◆ **TASK PROMPT**:
Which lines in the records below contain the word "from"? Return each of them.

◆ **GIVEN ENTRIES**:
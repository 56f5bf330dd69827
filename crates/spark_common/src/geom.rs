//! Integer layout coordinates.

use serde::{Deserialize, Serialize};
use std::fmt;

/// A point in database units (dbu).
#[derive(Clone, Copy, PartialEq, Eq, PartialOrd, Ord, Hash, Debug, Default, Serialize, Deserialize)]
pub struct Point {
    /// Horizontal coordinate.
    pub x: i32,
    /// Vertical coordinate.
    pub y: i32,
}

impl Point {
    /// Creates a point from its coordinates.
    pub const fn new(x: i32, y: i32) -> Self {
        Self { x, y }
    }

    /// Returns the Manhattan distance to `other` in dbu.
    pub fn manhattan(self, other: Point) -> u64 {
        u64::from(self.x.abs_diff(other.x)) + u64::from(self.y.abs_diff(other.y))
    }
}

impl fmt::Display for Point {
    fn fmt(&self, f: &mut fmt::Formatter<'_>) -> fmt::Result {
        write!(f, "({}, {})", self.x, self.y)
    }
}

◆ **TASK SOLUTION**:
    /// Creates a point from its coordinates.
        u64::from(self.x.abs_diff(other.x)) + u64::from(self.y.abs_diff(other.y))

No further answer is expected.